Something In The Water

The 1979 eco-horror-thriller PROPHECY has its fair share of fans, as well as detractors. Perhaps the story worked better on paper, than in execution. Sometimes its jump scares elicit more chuckles than gasps. But I feel its heart was in the right place.

A paper mill releases mercury into a river causing horrible animal mutations. Mutated animals go on rampage. Man versus nature. Nature, eventually, always wins. 

The original poster art featured a mutated animal embryo. Possibly more strange than terrifying. So my brief from the client was to amp it up a bit and include the main creature, a mutant 15-foot bear, ferociously attacking. 

Sometimes life happens when you are working, and an important personal event becomes forever linked to what you were doing at the time. I was still working on this piece when I got the call with the news that my father had passed away. So when I look at this, that's what I remember most. It was a difficult time.

Many films have a key scene that audiences remember above all others. Ridley Scott's ALIEN has the chest bursting scene. And John Frankenheimer's PROPHECY has the sleeping bag bursting scene. If you've seen the film, you likely remember this "highlight". So I illustrated the moment before that event for the booklet cover. So no spoilers, but fans should get that "oh yeah" feeling when seeing the cover.

For the Blu-ray disc art I drew a bear's paw print made of mercury.

Why don't we continue the 1970s eco-horror theme with a double feature.
That's next time. 

Saturday, October 29, 2022

When the Devil Calls

In celebration of "spooky month", I look back at some cover art I did for a 1988 horror film entitled 976-EVIL

The film, directed by Robert "Freddy Krueger" Englund, features a Twilight Zone-esque concept where a bullied introvert discovers a fantastical connection (a phone line in this case) to a higher power (Satan himself) enabling him to turn the tables and get revenge on his tormentors. But, of course, there's a catch. There always is.

Perhaps inspired by the epic play Faust, our protagonist descends deeper into madness as his soul becomes more and more consumed by Satan until in the final reel... well, you'll just have to witness it yourself.

The piece is fairly straightforward in concept. 

Our protagonist-turned-antagonist looms threateningly large over the cast. Enticing the viewer with his red hot phone, receiver in hand. Satan's fire reflecting in his eyes (the windows to his soul). He wears his sunglasses at night because he's a Corey Hart fan. But who isn't?

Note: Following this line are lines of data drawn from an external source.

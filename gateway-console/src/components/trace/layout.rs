//! Proportional hop timeline geometry.

use chrono::NaiveDateTime;
use shared_types::{TraceDetail, TraceHop};

use crate::api::ApiError;
use crate::format::round_one_decimal;
use crate::severity::{classify_status, Severity};
use crate::time_codec::{decode, elapsed_ms};

pub const MIN_BAR_WIDTH: f64 = 2.0;
pub const MAX_BAR_LEFT: f64 = 98.0;

/// Bar placement as percentages of the trace window.
#[derive(Debug, Clone, Copy, PartialEq)]
pub struct HopGeometry {
    pub left: f64,
    pub width: f64,
}

impl HopGeometry {
    /// Raw offsets in ms from the window start. Clamp order matters:
    /// overflow trim, then minimum width, then maximum left.
    pub fn from_offsets(start_ms: i64, end_ms: i64, total_span_ms: i64) -> Self {
        let span = total_span_ms.max(1) as f64;
        let mut left = start_ms as f64 / span * 100.0;
        let mut width = (end_ms - start_ms) as f64 / span * 100.0;

        if left + width > 100.0 {
            width = 100.0 - left;
        }
        if width < MIN_BAR_WIDTH {
            width = MIN_BAR_WIDTH;
        }
        if left > MAX_BAR_LEFT {
            left = MAX_BAR_LEFT;
        }
        Self { left, width }
    }

    /// Inline style with one-decimal display rounding
    pub fn style(&self) -> String {
        format!(
            "left:{:.1}%;width:{:.1}%",
            round_one_decimal(self.left),
            round_one_decimal(self.width)
        )
    }
}

/// `[first hop reqTime, last hop resTime]`, never narrower than 1 ms.
///
/// When the last response time is missing the window ends at the latest
/// parseable hop time instead.
#[derive(Debug, Clone, Copy, PartialEq)]
pub struct TraceWindow {
    pub first_req: NaiveDateTime,
    pub total_span_ms: i64,
}

fn parse(raw: Option<&str>) -> Option<NaiveDateTime> {
    raw.and_then(|value| decode(value).ok())
}

fn parse_or(raw: Option<&str>, fallback: NaiveDateTime) -> NaiveDateTime {
    parse(raw).unwrap_or(fallback)
}

fn latest_hop_time(hops: &[TraceHop]) -> Option<NaiveDateTime> {
    hops.iter()
        .flat_map(|hop| [parse(hop.req_time.as_deref()), parse(hop.res_time.as_deref())])
        .flatten()
        .max()
}

impl TraceWindow {
    pub fn of(hops: &[TraceHop]) -> Option<Self> {
        let first = hops.first()?;
        let last = hops.last()?;
        let first_req = parse(first.req_time.as_deref())?;
        let last_res = parse(last.res_time.as_deref())
            .or_else(|| latest_hop_time(hops))
            .unwrap_or(first_req);
        Some(Self {
            first_req,
            total_span_ms: elapsed_ms(first_req, last_res).max(1),
        })
    }

    /// Unparseable start falls back to the window start, unparseable end to
    /// the hop's own start.
    pub fn place(&self, hop: &TraceHop) -> HopGeometry {
        let start = parse_or(hop.req_time.as_deref(), self.first_req);
        let end = parse_or(hop.res_time.as_deref(), start);
        HopGeometry::from_offsets(
            elapsed_ms(self.first_req, start),
            elapsed_ms(self.first_req, end),
            self.total_span_ms,
        )
    }
}

#[derive(Debug, Clone, PartialEq)]
pub struct HopRow {
    pub hop: TraceHop,
    pub geometry: HopGeometry,
    pub severity: Severity,
}

pub fn layout_hops(hops: &[TraceHop]) -> Vec<HopRow> {
    let window = match TraceWindow::of(hops) {
        Some(window) => window,
        None => {
            // Without a parseable first request time every hop collapses to the origin.
            return hops
                .iter()
                .map(|hop| HopRow {
                    hop: hop.clone(),
                    geometry: HopGeometry::from_offsets(0, 0, 1),
                    severity: classify_status(hop.status),
                })
                .collect();
        }
    };

    hops.iter()
        .map(|hop| HopRow {
            hop: hop.clone(),
            geometry: window.place(hop),
            severity: classify_status(hop.status),
        })
        .collect()
}

// ── Timeline model ───────────────────────────────────────────────────────────

#[derive(Debug, Clone, PartialEq)]
pub struct TimelineModel {
    pub tx_id: String,
    pub hop_count: u32,
    pub total_duration: i64,
    pub rows: Vec<HopRow>,
    expanded: Option<usize>,
}

impl TimelineModel {
    pub fn new(detail: TraceDetail) -> Self {
        let rows = layout_hops(&detail.hops);
        Self {
            tx_id: detail.tx_id,
            hop_count: detail.hop_count,
            total_duration: detail.total_duration,
            rows,
            expanded: None,
        }
    }

    pub fn header(&self) -> String {
        format!(
            "Trace: {} ({} hops, {}ms)",
            self.tx_id, self.hop_count, self.total_duration
        )
    }

    pub fn expanded(&self) -> Option<usize> {
        self.expanded
    }

    /// Expanding a hop collapses whichever one was open; clicking the open
    /// hop collapses it.
    pub fn toggle(&mut self, index: usize) {
        if index >= self.rows.len() {
            return;
        }
        self.expanded = if self.expanded == Some(index) {
            None
        } else {
            Some(index)
        };
    }
}

#[derive(Debug, Clone, PartialEq)]
pub enum TraceDetailState {
    Idle,
    Loading,
    NotFound(String),
    Failed,
    NoHops,
    Loaded(TimelineModel),
}

impl TraceDetailState {
    pub fn from_fetch(tx_id: &str, result: Result<TraceDetail, ApiError>) -> Self {
        match result {
            Ok(detail) if detail.hops.is_empty() => Self::NoHops,
            Ok(detail) => Self::Loaded(TimelineModel::new(detail)),
            Err(ApiError::NotFound { .. }) => Self::NotFound(tx_id.to_string()),
            Err(err) => {
                dioxus_logger::tracing::error!("Failed to load trace {}: {}", tx_id, err);
                Self::Failed
            }
        }
    }

    pub fn message(&self) -> Option<String> {
        match self {
            Self::NotFound(tx_id) => Some(format!("Trace not found: {tx_id}")),
            Self::Failed => Some("Failed to load trace".to_string()),
            Self::NoHops => Some("No hops found".to_string()),
            _ => None,
        }
    }
}

#[cfg(test)]
mod tests {
    use super::*;

    fn make_hop(index: i32, req: &str, res: &str, status: i32) -> TraceHop {
        TraceHop {
            index,
            path: Some(format!("/hop-{index}")),
            status,
            duration_ms: Some(0),
            req_time: Some(req.to_string()),
            res_time: Some(res.to_string()),
            ..Default::default()
        }
    }

    fn assert_clamped(geometry: HopGeometry) {
        assert!(geometry.width >= MIN_BAR_WIDTH, "width {:?}", geometry);
        assert!(geometry.left <= MAX_BAR_LEFT, "left {:?}", geometry);
        assert!(geometry.left + geometry.width <= 100.0 + 1e-9, "overflow {:?}", geometry);
    }

    #[test]
    fn test_single_full_span_hop() {
        let hops = vec![make_hop(
            1,
            "2024-06-15T10:00:00.000Z",
            "2024-06-15T10:00:00.250Z",
            200,
        )];
        let rows = layout_hops(&hops);
        assert_eq!(rows[0].geometry, HopGeometry { left: 0.0, width: 100.0 });
        assert_eq!(rows[0].geometry.style(), "left:0.0%;width:100.0%");
    }

    #[test]
    fn test_zero_duration_middle_hop() {
        let hops = vec![
            make_hop(1, "2024-06-15T10:00:00.000Z", "2024-06-15T10:00:00.400Z", 200),
            make_hop(2, "2024-06-15T10:00:00.100Z", "2024-06-15T10:00:00.100Z", 502),
            make_hop(3, "2024-06-15T10:00:00.200Z", "2024-06-15T10:00:01.000Z", 200),
        ];
        let rows = layout_hops(&hops);
        assert_eq!(rows.len(), 3);
        assert_eq!(rows[1].geometry.width, MIN_BAR_WIDTH);
        assert_eq!(rows[1].geometry.left, 10.0);
        assert_eq!(rows[1].severity, Severity::Error);
        for row in &rows {
            assert_clamped(row.geometry);
        }
    }

    #[test]
    fn test_identical_timestamps_use_unit_span() {
        let hops = vec![
            make_hop(1, "2024-06-15T10:00:00.000Z", "2024-06-15T10:00:00.000Z", 200),
            make_hop(2, "2024-06-15T10:00:00.000Z", "2024-06-15T10:00:00.000Z", 200),
        ];
        let window = TraceWindow::of(&hops).unwrap();
        assert_eq!(window.total_span_ms, 1);
        for row in layout_hops(&hops) {
            assert!(row.geometry.width.is_finite());
            assert_clamped(row.geometry);
        }
    }

    #[test]
    fn test_clamp_order_near_right_edge() {
        // left 99, width 5: overflow trims width to 1, min width lifts it to 2,
        // then left drops to 98.
        let geometry = HopGeometry::from_offsets(990, 1040, 1000);
        assert_eq!(geometry, HopGeometry { left: 98.0, width: 2.0 });
        assert_clamped(geometry);
    }

    #[test]
    fn test_clamp_invariants_hold_across_offsets() {
        for start in (0..=1000).step_by(37) {
            for end in (start..=1100).step_by(53) {
                assert_clamped(HopGeometry::from_offsets(start, end, 1000));
            }
        }
    }

    #[test]
    fn test_display_rounding_keeps_geometry() {
        let geometry = HopGeometry::from_offsets(1, 2, 3);
        assert!((geometry.left - 33.333).abs() < 0.001);
        assert_eq!(geometry.style(), "left:33.3%;width:33.3%");
    }

    #[test]
    fn test_unparseable_end_falls_back_to_start() {
        let hops = vec![
            make_hop(1, "2024-06-15T10:00:00.000Z", "2024-06-15T10:00:01.000Z", 200),
            make_hop(2, "2024-06-15T10:00:00.500Z", "garbage", 200),
        ];
        let rows = layout_hops(&hops);
        assert_eq!(rows[1].geometry.left, 50.0);
        assert_eq!(rows[1].geometry.width, MIN_BAR_WIDTH);
    }

    #[test]
    fn test_missing_last_response_keeps_window_open() {
        let mut pending = make_hop(3, "2024-06-15T10:00:00.800Z", "", 504);
        pending.res_time = None;
        let hops = vec![
            make_hop(1, "2024-06-15T10:00:00.000Z", "2024-06-15T10:00:01.000Z", 200),
            make_hop(2, "2024-06-15T10:00:00.200Z", "2024-06-15T10:00:00.600Z", 200),
            pending,
        ];
        let window = TraceWindow::of(&hops).unwrap();
        assert_eq!(window.total_span_ms, 1000);

        let rows = layout_hops(&hops);
        assert_eq!(rows[1].geometry, HopGeometry { left: 20.0, width: 40.0 });
        assert_eq!(rows[2].geometry.left, 80.0);
        assert_eq!(rows[2].geometry.width, MIN_BAR_WIDTH);
    }

    #[test]
    fn test_missing_first_request_collapses_to_origin() {
        let mut first = make_hop(1, "", "2024-06-15T10:00:01.000Z", 200);
        first.req_time = None;
        let hops = vec![
            first,
            make_hop(2, "2024-06-15T10:00:00.500Z", "2024-06-15T10:00:00.900Z", 200),
        ];
        for row in layout_hops(&hops) {
            assert_eq!(row.geometry, HopGeometry { left: 0.0, width: MIN_BAR_WIDTH });
        }
    }

    #[test]
    fn test_single_expansion() {
        let detail = TraceDetail {
            tx_id: "tx-1".to_string(),
            hop_count: 3,
            total_duration: 1000,
            hops: vec![
                make_hop(1, "2024-06-15T10:00:00.000Z", "2024-06-15T10:00:01.000Z", 200),
                make_hop(2, "2024-06-15T10:00:00.100Z", "2024-06-15T10:00:00.900Z", 200),
                make_hop(3, "2024-06-15T10:00:00.200Z", "2024-06-15T10:00:00.800Z", 404),
            ],
        };
        let mut model = TimelineModel::new(detail);
        assert_eq!(model.header(), "Trace: tx-1 (3 hops, 1000ms)");
        assert_eq!(model.expanded(), None);

        model.toggle(0);
        assert_eq!(model.expanded(), Some(0));
        model.toggle(2);
        assert_eq!(model.expanded(), Some(2), "opening a hop closes the other");
        model.toggle(2);
        assert_eq!(model.expanded(), None);
        model.toggle(7);
        assert_eq!(model.expanded(), None);
    }

    #[test]
    fn test_detail_states() {
        let not_found = TraceDetailState::from_fetch(
            "abc",
            Err(ApiError::NotFound { resource: "abc".to_string() }),
        );
        assert_eq!(not_found.message().as_deref(), Some("Trace not found: abc"));

        let failed = TraceDetailState::from_fetch("abc", Err(ApiError::Transport("x".into())));
        assert_eq!(failed.message().as_deref(), Some("Failed to load trace"));

        let empty = TraceDetailState::from_fetch(
            "abc",
            Ok(TraceDetail { tx_id: "abc".into(), ..Default::default() }),
        );
        assert_eq!(empty.message().as_deref(), Some("No hops found"));
    }
}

His overtly religious, domineering mother sits nervously on the plastic covered couch with her multitude of cat companions. That never ends well. 

His "bad-boy, cool-guy" cousin, whom he idolizes, tries to reach him but, "his line is busy". Always is these days. 

And his therapist, (or something, it's been so long I can't remember who she is) looks on cautiously. "Was that a strange noise? I absolutely must go, alone, unarmed, into that dark room to find out what horrible creature made such a sound. Oh, an unlocked trap door in the floor I've never noticed before. Well, I'm not exactly dressed properly for exploring mysterious, labyrinthian passageways, but what could possibly happen to me? Hello. Anyone there? Helllooo?"